Integrated quantum photonics (IQP) is a promising platform for realizing scalable and practical quantum information processing. Up to now, most of the demonstrations with IQP focus on improving the stability, quality, and complexity of experiments for traditional platforms based on bulk and fiber optical elements. A more demanding question is: “Are there experiments possible with IQP that are impossible with traditional technology?”
This question is answered affirmatively by a team led jointly by Xiao-Song Ma and Labao Zhang from Nanjing University, and Xinlun Cai from Sun Yat-sen University, China. As reported in Advanced Photonics, the team realizes quantum communication using a chip based on silicon photonics with a superconducting nanowire single-photon detector (SNSPD). The excellent performance of this chip allows them to realize optimal time-bin Bell state measurement and to significantly enhance the key rate in quantum communication.
The single photon detector is a key element for quantum key distribution (QKD) and highly desirable for photonic chip integration to realize practical and scalable quantum networks. By harnessing the unique high-speed feature of the optical waveguide-integrated SNSPD, the dead time of single-photon detection is reduced by more than an order of magnitude compared to the traditional normal-incidence SNSPD. This in turn allows the team to resolve one of the long-standing challenges in quantum optics: optimal Bell-state measurement of time-bin encoded qubits.
This advance is important not only to the field of quantum optics from a fundamental perspective, but also to quantum communications from the application perspective. The team employs the unique advantages of the heterogeneously integrated, superconducting silicon-photonic platform to realize a server for measurement-device-independent quantum key distribution (MDI-QKD). This effectively removes all possible detector side-channel attacks and thus significantly enhances the security of quantum cryptography. Combined with a time multiplex technique, the method obtains an order-of-magnitude increase in MDI-QKD key rate.

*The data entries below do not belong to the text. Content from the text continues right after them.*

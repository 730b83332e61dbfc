//! Static marker tables consulted by the morphology engine and the rule catalog.
//!
//! Every table is ordered longest entry first, ties broken ordinally, so a
//! lookup never settles on a shorter partial match ("Helpers" before
//! "Helper", "ObservableCollection" before "Collection").

use crate::case_model::CaseMode;
use serde::{Deserialize, Serialize};
use std::sync::OnceLock;

/// What a recognized prefix or suffix means
#[derive(Debug, Clone, Copy, PartialEq, Eq, Hash, Serialize, Deserialize)]
#[serde(rename_all = "snake_case")]
pub enum MarkerCategory {
    Collection,
    BooleanQuestion,
    Entity,
    Abbreviation,
    NumberWord,
    Test,
    FieldPrefix,
    VerbPrefix,
}

#[derive(Debug, Clone, PartialEq, Eq)]
pub struct Marker {
    pub text: String,
    pub category: MarkerCategory,
    /// Word the marker should be rewritten to, when the category has one
    pub replacement: Option<String>,
}

impl Marker {
    pub fn new(text: impl Into<String>, category: MarkerCategory) -> Self {
        Self {
            text: text.into(),
            category,
            replacement: None,
        }
    }

    pub fn with_replacement(mut self, replacement: impl Into<String>) -> Self {
        self.replacement = Some(replacement.into());
        self
    }
}

/// Ordered prefix/suffix table
#[derive(Debug, Clone, Default)]
pub struct MarkerTable {
    entries: Vec<Marker>,
}

impl MarkerTable {
    pub fn new(entries: impl IntoIterator<Item = Marker>) -> Self {
        let mut entries: Vec<Marker> = entries.into_iter().collect();
        entries.sort_by(|a, b| b.text.len().cmp(&a.text.len()).then_with(|| a.text.cmp(&b.text)));
        entries.dedup_by(|a, b| a.text == b.text);
        Self { entries }
    }

    pub fn from_texts(texts: &[&str], category: MarkerCategory) -> Self {
        Self::new(texts.iter().map(|t| Marker::new(*t, category)))
    }

    /// Longest entry `name` ends with
    pub fn find_suffix(&self, name: &str, mode: CaseMode) -> Option<&Marker> {
        self.entries.iter().find(|m| mode.ends_with(name, &m.text))
    }

    /// Longest entry `name` starts with
    pub fn find_prefix(&self, name: &str, mode: CaseMode) -> Option<&Marker> {
        self.entries.iter().find(|m| mode.starts_with(name, &m.text))
    }

    pub fn find_exact(&self, name: &str, mode: CaseMode) -> Option<&Marker> {
        self.entries.iter().find(|m| mode.equals(name, &m.text))
    }

    pub fn iter(&self) -> impl Iterator<Item = &Marker> {
        self.entries.iter()
    }

    pub fn texts(&self) -> impl Iterator<Item = &str> {
        self.entries.iter().map(|m| m.text.as_str())
    }

    pub fn len(&self) -> usize {
        self.entries.len()
    }

    pub fn is_empty(&self) -> bool {
        self.entries.is_empty()
    }
}

/// Collection-type suffixes in PascalCase and camelCase
pub const COLLECTION_SUFFIXES: &[&str] = &[
    "ObservableCollection",
    "observableCollection",
    "ReadOnlyCollection",
    "readOnlyCollection",
    "Collection",
    "collection",
    "Dictionary",
    "dictionary",
    "Enumerable",
    "enumerable",
    "HashSet",
    "hashSet",
    "Array",
    "array",
    "Queue",
    "queue",
    "Stack",
    "stack",
    "List",
    "list",
];

/// Collection names that are acceptable as they are
pub const ALLOWED_COLLECTION_NAMES: &[&str] = &[
    "map",
    "array",
    "list",
    "stack",
    "dictionary",
    "blackList",
    "whiteList",
    "playList",
];

pub const ENTITY_MARKERS: &[&str] = &["Entities", "Entity", "Models", "Model"];

/// Field prefixes, longest first; the empty prefix is implied
pub const FIELD_PREFIXES: &[&str] = &["m_", "s_", "t_", "_"];

pub const BOOLEAN_PREFIXES: &[&str] = &[
    "Are", "Can", "Contains", "Does", "Has", "Is", "Must", "Should", "Was", "Were", "Will",
];

pub const TEST_MARKERS: &[&str] = &["Dummy", "Fake", "Mock", "Spy", "Stub"];

/// Compound suffixes removed before a stem is pluralized
pub const COMPOUND_SUFFIXES: &[&str] = &["ToConvert", "ToModel"];

/// Digits used as slang for short words between two words ("Convert2String")
pub const NUMBER_SLANG: &[(&str, &str)] = &[("2", "To"), ("4", "For")];

pub const DEFAULT_ABBREVIATIONS: &[(&str, &str)] = &[
    ("Args", "Arguments"),
    ("Arg", "Argument"),
    ("Attrs", "Attributes"),
    ("Attr", "Attribute"),
    ("Btn", "Button"),
    ("Calc", "Calculate"),
    ("Cfg", "Configuration"),
    ("Cnt", "Count"),
    ("Ctx", "Context"),
    ("Dest", "Destination"),
    ("Dst", "Destination"),
    ("Idx", "Index"),
    ("Img", "Image"),
    ("Lbl", "Label"),
    ("Mgr", "Manager"),
    ("Msg", "Message"),
    ("Num", "Number"),
    ("Params", "Parameters"),
    ("Param", "Parameter"),
    ("Props", "Properties"),
    ("Prop", "Property"),
    ("Ptr", "Pointer"),
    ("Pwd", "Password"),
    ("Req", "Request"),
    ("Resp", "Response"),
    ("Src", "Source"),
    ("Tmp", "Temporary"),
    ("Txt", "Text"),
    ("Usr", "User"),
];

/// Method-name prefixes that already read as a verb
pub const VERB_PREFIXES: &[&str] = &[
    "Abort", "Accept", "Activate", "Add", "Adjust", "Allow", "Analyze", "Append", "Apply",
    "Arrange", "Assert", "Assign", "Attach", "Begin", "Build", "Calculate", "Call", "Cancel",
    "Change", "Check", "Clean", "Clear", "Clone", "Close", "Collect", "Combine", "Compare",
    "Compile", "Compute", "Configure", "Connect", "Contains", "Convert", "Copy", "Count",
    "Create", "Decode", "Decrease", "Delete", "Dequeue", "Deserialize", "Detach", "Determine",
    "Disable", "Dispose", "Do", "Download", "Enable", "Encode", "End", "Enqueue", "Ensure",
    "Evaluate", "Execute", "Export", "Extract", "Fill", "Filter", "Find", "Finish", "Flush",
    "Format", "Generate", "Get", "Handle", "Has", "Hide", "Import", "Increase", "Initialize",
    "Insert", "Install", "Invoke", "Is", "Load", "Lock", "Log", "Make", "Map", "Merge", "Move",
    "Navigate", "Normalize", "Notify", "Open", "Parse", "Perform", "Pop", "Prepare", "Print",
    "Process", "Publish", "Push", "Query", "Raise", "Read", "Receive", "Refresh", "Register",
    "Release", "Reload", "Remove", "Rename", "Render", "Replace", "Report", "Request", "Reset",
    "Resolve", "Restore", "Retrieve", "Return", "Run", "Save", "Scan", "Search", "Select",
    "Send", "Serialize", "Set", "Show", "Sort", "Split", "Start", "Stop", "Store", "Subscribe",
    "Throw", "Toggle", "Transform", "Translate", "Try", "Unlock", "Unregister", "Unsubscribe",
    "Update", "Upload", "Validate", "Verify", "Visit", "Wait", "Write",
];

/// Noun endings and the verb endings they derive from, most specific first.
///
/// Order matters: "Registration" must hit "stration" before "ation" turns it
/// into "Registrate". This table is scanned in order, not re-sorted.
pub const NOUN_TO_VERB: &[(&str, &str)] = &[
    ("stration", "ster"),
    ("mentation", "ment"),
    ("ification", "ify"),
    ("cellation", "cel"),
    ("scription", "scribe"),
    ("ization", "ize"),
    ("isation", "ise"),
    ("llation", "ll"),
    ("ception", "ceive"),
    ("sumption", "sume"),
    ("olution", "olve"),
    ("ution", "ute"),
    ("letion", "lete"),
    ("ction", "ct"),
    ("ission", "it"),
    ("ession", "ess"),
    ("ansion", "and"),
    ("ension", "end"),
    ("ersion", "ert"),
    ("ision", "ide"),
    ("usion", "ude"),
    ("osion", "ode"),
    ("rison", "re"),
    ("ation", "ate"),
    ("ieval", "ieve"),
    ("ival", "ive"),
    ("oval", "ove"),
];

static COLLECTION_TABLE: OnceLock<MarkerTable> = OnceLock::new();
static ENTITY_TABLE: OnceLock<MarkerTable> = OnceLock::new();
static FIELD_PREFIX_TABLE: OnceLock<MarkerTable> = OnceLock::new();
static BOOLEAN_TABLE: OnceLock<MarkerTable> = OnceLock::new();
static TEST_TABLE: OnceLock<MarkerTable> = OnceLock::new();
static VERB_PREFIX_TABLE: OnceLock<MarkerTable> = OnceLock::new();

pub fn collection_suffixes() -> &'static MarkerTable {
    COLLECTION_TABLE
        .get_or_init(|| MarkerTable::from_texts(COLLECTION_SUFFIXES, MarkerCategory::Collection))
}

pub fn entity_markers() -> &'static MarkerTable {
    ENTITY_TABLE.get_or_init(|| {
        MarkerTable::new(ENTITY_MARKERS.iter().map(|m| {
            let replacement = if m.ends_with('s') { "Entities" } else { "Entity" };
            Marker::new(*m, MarkerCategory::Entity).with_replacement(replacement)
        }))
    })
}

pub fn field_prefixes() -> &'static MarkerTable {
    FIELD_PREFIX_TABLE
        .get_or_init(|| MarkerTable::from_texts(FIELD_PREFIXES, MarkerCategory::FieldPrefix))
}

pub fn boolean_prefixes() -> &'static MarkerTable {
    BOOLEAN_TABLE
        .get_or_init(|| MarkerTable::from_texts(BOOLEAN_PREFIXES, MarkerCategory::BooleanQuestion))
}

pub fn test_markers() -> &'static MarkerTable {
    TEST_TABLE.get_or_init(|| MarkerTable::from_texts(TEST_MARKERS, MarkerCategory::Test))
}

/// Verb prefixes, searched longest then alphabetical
pub fn verb_prefixes() -> &'static MarkerTable {
    VERB_PREFIX_TABLE
        .get_or_init(|| MarkerTable::from_texts(VERB_PREFIXES, MarkerCategory::VerbPrefix))
}

/// Split a field prefix off `name`, returning `(prefix, rest)`.
///
/// A name made only of a prefix (`"_"`) keeps it as the rest.
pub fn split_field_prefix(name: &str) -> (&str, &str) {
    match field_prefixes().find_prefix(name, CaseMode::Ordinal) {
        Some(prefix) if name.len() > prefix.text.len() => name.split_at(prefix.text.len()),
        _ => ("", name),
    }
}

Superconducting Silicon-Photonic Chip Schematic
(a) Schematic of the experiment setup. A superconducting silicon-photonic chip that performs optimal Bell-state measurements is used as the server for MDI-QKD, which allows Alice and Bob to exchange secure keys without detector side-channel attacks. (b) Destructive and constructive interference in coincidence counts when Alice and Bob send the same states (blue dots), or different states (red dots). (c) Secure key rate under different losses. Credit: Zheng et al., doi 10.1117/1.AP.3.5.055002
By harnessing the advantages of this heterogeneously integrated system, the team obtains a high secure key rate with a 125 MHz clock rate, which is comparable to the state-of-the-art MDI-QKD experimental results with GHz clock rate. “In contrast with GHz clock rate MDI-QKD experiments, our system doesn’t require a complicated injection locking technique, which significantly reduces the complexity of the transmitter,” says Xiaodong Zheng, a PhD student in Ma’s group and first author of the Advanced Photonics paper.
“This work shows that integrated quantum-photonic chips provide not only a route to miniaturization, but also significantly enhance the system performance compared to traditional platforms. Combined with integrated QKD transmitters, a fully chip-based, scalable, and high-key-rate metropolitan quantum network should be realized in the near future,” says Ma.